The translation of these proof-of-concept genetic studies toward therapeutic interventions is to benefit the increasingly large aging population. In support of this endeavor, we have generated a systemically delivered two-part AAV9 system with doxycycline-inducible OSK, where one vector carried a constitutively expressed rtTa and the other vector contained a polycistronic OSK expression cassette driven by doxycycline responsive TRE promoter. We selected AAV9 capsid to ensure maximal distribution to most tissues. We injected 124-week-old wild type C57BL6/J mice retro-orbitally with 100 μl containing either PBS or 1E12 viral particles of each vector. We initiated the doxycycline induction for both the control and AAV administered groups the day after injections and alternated weekly on/off cycles for the remainder of the animals' lives.

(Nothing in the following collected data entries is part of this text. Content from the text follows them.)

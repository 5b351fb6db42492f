//! HTTP API for an external chat UI
//!
//! - GET /messages - Message log in display order
//! - POST /messages - Send text and/or an image
//! - POST /recording/start - Start an audio recording
//! - POST /recording/stop - Stop and send the recording
//! - GET /status - Session status
//! - GET /health - Health check

mod handlers;
mod routes;
mod state;

pub use routes::create_router;
pub use state::AppState;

Intriguingly, we observed a 109% extension in median remaining life in response to OSK expression (control mice had 8.86 weeks of life remaining vs. 18.5 weeks for TRE-OSK mice). Doxycycline-treated control mice had a median lifespan of ∼133 weeks, while the TRE-OSK mice had a median lifespan of 142.5 weeks. We observed a significant reduction in the frailty index from 7.5 points for doxycycline treated control mice to 6 points for TRE-OSK mice, suggesting that increased lifespan correlated to overall better health of the animals. We isolated DNA from heart and liver tissue from control and TRE-OSK treated mice at time of death and found that the Lifespan Uber Clock (LUC) for both liver and heart trended towards reduced epigenetic age.

Comments

were the mice in this experiment suffering from progeria ? If yes how much of the treatment was "unrelated" repairs and how much was just reversing the condition ?

Also i have read somewhere that an effect size under 10% in murine studies , especially for small groups, have very poor translation to humans.

Overall it is an interesting study, but i would have expected much higher effect size given how invasive this intervention was.

Posted by: Cuberat at January 16th, 2023 5:06 PM

Gene reprogramming therapy is the way of Altos Labs right?

This looks pretty awesome! Hoping it will get people excited.

Posted by: Gregory Schulte at January 16th, 2023 5:45 PM

I really hope Liz Parish tries this on herself, just because it will be bloody expensive to do, and it would be a great demonstration of if it works in humans if she starts looking a bit younger.